*Aim of the exercise*. From the listing below, return every line with the string "observer" in it.

....

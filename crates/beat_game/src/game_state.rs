/// Session state shared by every screen: credits, and the flags the global
/// dispatcher consults before acting on reserved buttons.
#[derive(Debug, Default)]
pub struct GameState {
    pub coins: u32,
    /// True while a system screen (options, editor) is active. Synced from the
    /// screen manager every frame.
    pub on_system_menu: bool,
    pub editing: bool,
    pub session_time: f64,
    #[cfg(test)]
    pub observer: Option<crate::testing::Recorder>,
}

impl GameState {
    pub fn new() -> Self {
        Self::default()
    }

    /// Back to attract-mode defaults. Credits survive a reset.
    pub fn reset(&mut self) {
        log::debug!("Game state reset ({} credits kept)", self.coins);
        self.on_system_menu = false;
        self.editing = false;
        self.session_time = 0.0;
    }

    pub fn update(&mut self, dt: f32) {
        self.session_time += f64::from(dt);
        self.observe_update(dt);
    }

    #[cfg(test)]
    fn observe_update(&self, dt: f32) {
        if let Some(observer) = &self.observer {
            observer.push(crate::testing::Call::GameStateUpdate(dt));
        }
    }

    #[cfg(not(test))]
    fn observe_update(&self, _dt: f32) {}

    pub fn insert_coin(&mut self) {
        self.coins = self.coins.saturating_add(1);
        log::info!("Coin inserted ({} total)", self.coins);
    }
}
//! Scheduling-priority hint.
//!
//! Boosting is a best-effort request and never affects correctness. The hint
//! tracks the requested state and logs transitions.

pub struct PriorityHint {
    enabled: bool,
    boosted: bool,
}

impl PriorityHint {
    pub fn new(enabled: bool) -> Self {
        Self {
            enabled,
            boosted: false,
        }
    }

    pub fn boost(&mut self) {
        self.apply(true);
    }

    pub fn restore(&mut self) {
        self.apply(false);
    }

    pub fn is_boosted(&self) -> bool {
        self.boosted
    }

    fn apply(&mut self, boosted: bool) {
        if !self.enabled || self.boosted == boosted {
            return;
        }
        self.boosted = boosted;
        log::debug!(
            "Process priority {}",
            if boosted { "boosted" } else { "restored" }
        );
    }
}
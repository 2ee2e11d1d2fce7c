// What you SEE:
// • A window with the turtle picture in the top-left corner.
// • Left click: a point is added; all points are joined by thick green lines
//   (a single point shows as a green dot).
// • Right or middle click: the newest point disappears.
// • ESC or closing the window quits.

mod background;
mod canvas;
mod config;
mod draw;
mod error;
mod logging;
mod surface;
mod types;

use background::BackgroundImage;
use canvas::CanvasController;
use config::Config;
use draw::Drawer;
use error::Error;
use tracing::{debug, info};
use types::FrameBuffer;

fn main() -> Result<(), Error> {
    let cfg = Config::from_env();
    logging::init(cfg.debug);

    /* --- Picture first ---
       A missing or broken picture ends the program before any window opens. */
    let background = BackgroundImage::load(&cfg.background)?;
    let (w, h) = cfg.window_size(background.width(), background.height());

    /* --- Window + reusable screen buffer --- */
    let mut drawer = Drawer::new(&cfg.title, w, h, cfg.target_fps)?;
    let mut screen = FrameBuffer::new(w, h, cfg.canvas_color);

    let mut canvas = CanvasController::new(background, cfg.stroke);
    info!(width = w, height = h, "canvas ready");

    /* ------------------------------ Main loop ------------------------------ */
    while drawer.is_open() && !drawer.esc_pressed() {
        // 1) Route new presses to the canvas; each one may request a redraw.
        for click in drawer.poll_clicks() {
            debug!(?click, "mouse press");
            canvas.on_click(click);
        }

        // 2) Repaint only when asked, but hand the frame to the window every
        //    time so an uncovered window never shows a stale or blank buffer.
        if canvas.refresh(&mut screen, cfg.canvas_color) {
            drawer.set_title(&format!("{} | points: {}", cfg.title, canvas.points().len()));
        }
        drawer.present(&screen)?;
    }

    /* --- Shutdown: the picture goes with the canvas, then the window --- */
    drop(canvas);
    drop(drawer);
    info!("window closed");
    Ok(())
}
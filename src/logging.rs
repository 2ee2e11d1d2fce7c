// Console logging for the canvas: point adds/removes at info, repaints and
// resource release at debug.
use tracing_subscriber::EnvFilter;

/// Install the console logger. `info` by default; with `debug` on, the level
/// starts at `debug` and `RUST_LOG` may override it.
pub fn init(debug: bool) {
    let filter = if debug {
        EnvFilter::try_from_default_env().unwrap_or_else(|_| EnvFilter::new("debug"))
    } else {
        EnvFilter::new("info")
    };

    // A second init (tests) keeps the first subscriber.
    let _ = tracing_subscriber::fmt()
        .with_env_filter(filter)
        .try_init();
}
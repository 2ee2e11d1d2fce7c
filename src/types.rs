// Value types shared by the controller, the surface and the window.

use std::fmt::{self, Display};

/// Canvas background behind the picture (the window is cleared to this).
pub const WHITE: u32 = 0x00_FF_FF_FF;
/// Highlight colour for the annotation strokes.
pub const GREEN: u32 = 0x00_00_FF_00;

/// One clicked location in canvas pixels.
#[derive(Clone, Copy, Debug, PartialEq, Eq)]
pub struct Point {
    pub x: i32,
    pub y: i32,
}

impl Point {
    pub fn new(x: i32, y: i32) -> Self {
        Self { x, y }
    }
}

impl Display for Point {
    fn fmt(&self, f: &mut fmt::Formatter<'_>) -> fmt::Result {
        write!(f, "({}, {})", self.x, self.y)
    }
}

/// Bounding box of an oval: top-left corner plus size.
#[derive(Clone, Copy, Debug, PartialEq, Eq)]
pub struct Rect {
    pub x: i32,
    pub y: i32,
    pub width: i32,
    pub height: i32,
}

/// Pen used for lines and ovals.
/// Visual: `width` is how thick the green trail looks, `color` is 0x00RRGGBB.
#[derive(Clone, Copy, Debug, PartialEq, Eq)]
pub struct Stroke {
    pub width: i32,
    pub color: u32,
}

#[derive(Clone, Debug, PartialEq)]
pub struct FrameBuffer {
    pub width: usize,      // how wide the frame is on screen (pixels)
    pub height: usize,     // how tall the frame is on screen (pixels)
    pub pixels: Vec<u32>,  // each entry is 0x00RRGGBB for minifb
}

impl FrameBuffer {
    /// A frame of `width * height` pixels, all set to `color`.
    pub fn new(width: usize, height: usize, color: u32) -> Self {
        Self { width, height, pixels: vec![color; width * height] }
    }

    /// Overwrite every pixel with `color`.
    /// Visual: wipes the previous annotation before a repaint.
    pub fn fill(&mut self, color: u32) {
        for p in &mut self.pixels {
            *p = color;
        }
    }

    /// Pixel at (x,y), or None outside the frame.
    #[cfg(test)]
    pub fn get(&self, x: i32, y: i32) -> Option<u32> {
        if x < 0 || y < 0 {
            return None;
        }
        let (x, y) = (x as usize, y as usize);
        if x >= self.width || y >= self.height {
            return None;
        }
        Some(self.pixels[y * self.width + x])
    }
}

#[cfg(test)]
mod tests {
    use super::*;

    #[test]
    fn point_displays_as_pair() {
        assert_eq!(Point::new(3, -7).to_string(), "(3, -7)");
    }

    #[test]
    fn fill_and_get() {
        let mut fb = FrameBuffer::new(4, 3, 0);
        fb.fill(WHITE);
        assert!(fb.pixels.iter().all(|&p| p == WHITE));
        assert_eq!(fb.get(3, 2), Some(WHITE));
        assert_eq!(fb.get(4, 0), None);
        assert_eq!(fb.get(-1, 0), None);
    }
}
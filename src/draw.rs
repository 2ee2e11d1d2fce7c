// Window + mouse input.
// Visual effects provided here:
// 1) A window that shows the canvas frame.
// 2) Mouse presses turned into one click each (holding a button does not repeat).

use crate::canvas::{Click, ClickButton};
use crate::error::Error;
use crate::types::FrameBuffer;
use minifb::{Key, MouseButton, MouseMode, Window, WindowOptions};

/// Remembers which buttons were down at the previous poll, so a press is
/// reported once, on the frame it starts.
#[derive(Default)]
pub struct ButtonLatch {
    left: bool,
    right: bool,
    middle: bool,
}

impl ButtonLatch {
    /// Feed the current button state; returns the buttons that just went down.
    /// Left maps to Primary, right and middle to Secondary.
    pub fn update(&mut self, left: bool, right: bool, middle: bool) -> Vec<ClickButton> {
        let mut pressed = Vec::new();
        if left && !self.left { pressed.push(ClickButton::Primary); }
        if right && !self.right { pressed.push(ClickButton::Secondary); }
        if middle && !self.middle { pressed.push(ClickButton::Secondary); }
        self.left = left;
        self.right = right;
        self.middle = middle;
        pressed
    }
}

pub struct Drawer {
    window: Window, // the on-screen window you see
    buttons: ButtonLatch,
}

impl Drawer {
    /// Create a fixed-size window.
    /// Visual: a new empty window appears with your chosen title.
    pub fn new(title: &str, width: usize, height: usize, fps: usize) -> Result<Self, Error> {
        let options = WindowOptions { resize: false, ..WindowOptions::default() };
        let mut window = Window::new(title, width, height, options)
            .map_err(|e| Error::WindowInit(e.to_string()))?;
        window.set_target_fps(fps);
        Ok(Self { window, buttons: ButtonLatch::default() })
    }

    /// Push the pixels for this frame to the screen.
    /// Visual: the window immediately displays the new canvas.
    pub fn present(&mut self, framebuffer: &FrameBuffer) -> Result<(), Error> {
        self.window
            .update_with_buffer(&framebuffer.pixels, framebuffer.width, framebuffer.height)
            .map_err(|e| Error::WindowUpdate(e.to_string()))?;
        Ok(())
    }

    /// Returns false when the user closes the window (so we can stop the loop).
    pub fn is_open(&self) -> bool {
        self.window.is_open()
    }

    /// True while ESC is held down (we'll exit when this is pressed).
    pub fn esc_pressed(&self) -> bool {
        self.window.is_key_down(Key::Escape)
    }

    pub fn set_title(&mut self, title: &str) {
        self.window.set_title(title);
    }

    /// Clicks that started since the last poll, at the current mouse position.
    /// Presses outside the canvas are dropped.
    pub fn poll_clicks(&mut self) -> Vec<Click> {
        let pressed = self.buttons.update(
            self.window.get_mouse_down(MouseButton::Left),
            self.window.get_mouse_down(MouseButton::Right),
            self.window.get_mouse_down(MouseButton::Middle),
        );
        if pressed.is_empty() {
            return Vec::new();
        }
        let Some((mx, my)) = self.window.get_mouse_pos(MouseMode::Discard) else {
            return Vec::new();
        };
        let (x, y) = (mx.floor() as i32, my.floor() as i32);
        pressed.into_iter().map(|button| Click { button, x, y }).collect()
    }
}

#[cfg(test)]
mod tests {
    use super::*;

    #[test]
    fn held_button_reports_one_click() {
        let mut latch = ButtonLatch::default();
        assert_eq!(latch.update(true, false, false), vec![ClickButton::Primary]);
        assert!(latch.update(true, false, false).is_empty());
        assert!(latch.update(true, false, false).is_empty());
    }

    #[test]
    fn release_then_press_clicks_again() {
        let mut latch = ButtonLatch::default();
        latch.update(true, false, false);
        assert!(latch.update(false, false, false).is_empty());
        assert_eq!(latch.update(true, false, false), vec![ClickButton::Primary]);
    }

    #[test]
    fn right_and_middle_are_secondary() {
        let mut latch = ButtonLatch::default();
        assert_eq!(latch.update(false, true, false), vec![ClickButton::Secondary]);
        assert_eq!(
            latch.update(false, true, true),
            vec![ClickButton::Secondary] // only middle is new
        );
        latch.update(false, false, false);
        assert_eq!(
            latch.update(true, true, false),
            vec![ClickButton::Primary, ClickButton::Secondary]
        );
    }
}
// The annotated canvas: a picture with a trail of clicked points on top.
// Visual:
// • Left click drops a point; the points are joined by thick green lines.
// • A single point shows as a small green dot.
// • Any other click takes the newest point back off.

use crate::background::BackgroundImage;
use crate::surface::Surface;
use crate::types::{FrameBuffer, Point, Rect, Stroke};
use tracing::{debug, info};

/// Which kind of press reached the canvas.
#[derive(Clone, Copy, Debug, PartialEq, Eq)]
pub enum ClickButton {
    Primary,   // left button: add a point
    Secondary, // right or middle button: remove the newest point
}

/// A button press at a canvas position.
#[derive(Clone, Copy, Debug, PartialEq, Eq)]
pub struct Click {
    pub button: ClickButton,
    pub x: i32,
    pub y: i32,
}

/// Owns the picture and the clicked points, and paints both.
pub struct CanvasController {
    background: BackgroundImage,
    points: Vec<Point>,
    stroke: Stroke,
    redraw_requested: bool,
}

impl CanvasController {
    /// Starts with no points and a pending redraw, so the first frame shows
    /// the picture.
    pub fn new(background: BackgroundImage, stroke: Stroke) -> Self {
        Self { background, points: Vec::new(), stroke, redraw_requested: true }
    }

    pub fn points(&self) -> &[Point] {
        &self.points
    }

    pub fn on_click(&mut self, click: Click) {
        match click.button {
            ClickButton::Primary => self.on_primary_click(click.x, click.y),
            ClickButton::Secondary => self.on_secondary_click(click.x, click.y),
        }
    }

    /// Append (x,y) to the trail.
    pub fn on_primary_click(&mut self, x: i32, y: i32) {
        let p = Point::new(x, y);
        self.points.push(p);
        info!("Added point: {p}");
        self.request_redraw();
    }

    /// Drop the newest point. Nothing happens on an empty trail.
    pub fn on_secondary_click(&mut self, _x: i32, _y: i32) {
        if let Some(p) = self.points.pop() {
            info!("Removed point: {p}");
            self.request_redraw();
        }
    }

    fn request_redraw(&mut self) {
        self.redraw_requested = true;
    }

    /// True once per redraw request; clears the request.
    pub fn take_redraw(&mut self) -> bool {
        std::mem::take(&mut self.redraw_requested)
    }

    /// Repaint `screen` if a redraw was requested; otherwise leave the last
    /// frame untouched so it can be presented again. Returns whether it repainted.
    pub fn refresh(&mut self, screen: &mut FrameBuffer, canvas_color: u32) -> bool {
        if !self.take_redraw() {
            return false;
        }
        screen.fill(canvas_color);
        self.render(screen);
        true
    }

    /// Paint the picture at the origin, then the trail on top of it.
    pub fn render<S: Surface>(&self, surface: &mut S) {
        surface.draw_image(&self.background, 0, 0);

        let width = self.stroke.width;
        match self.points.as_slice() {
            [] => {}
            [only] => {
                // A lone point gets a dot centred on it.
                let offset = width / 2;
                let bounds = Rect { x: only.x - offset, y: only.y - offset, width, height: width };
                surface.draw_oval(bounds, self.stroke);
            }
            many => {
                for pair in many.windows(2) {
                    surface.draw_line(pair[0], pair[1], self.stroke);
                }
            }
        }
        debug!(points = self.points.len(), "rendered canvas");
    }
}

....

*Your response*.
    pub observer: Option<crate::testing::Recorder>,
        if let Some(observer) = &self.observer {
            observer.push(crate::testing::Call::GameStateUpdate(dt));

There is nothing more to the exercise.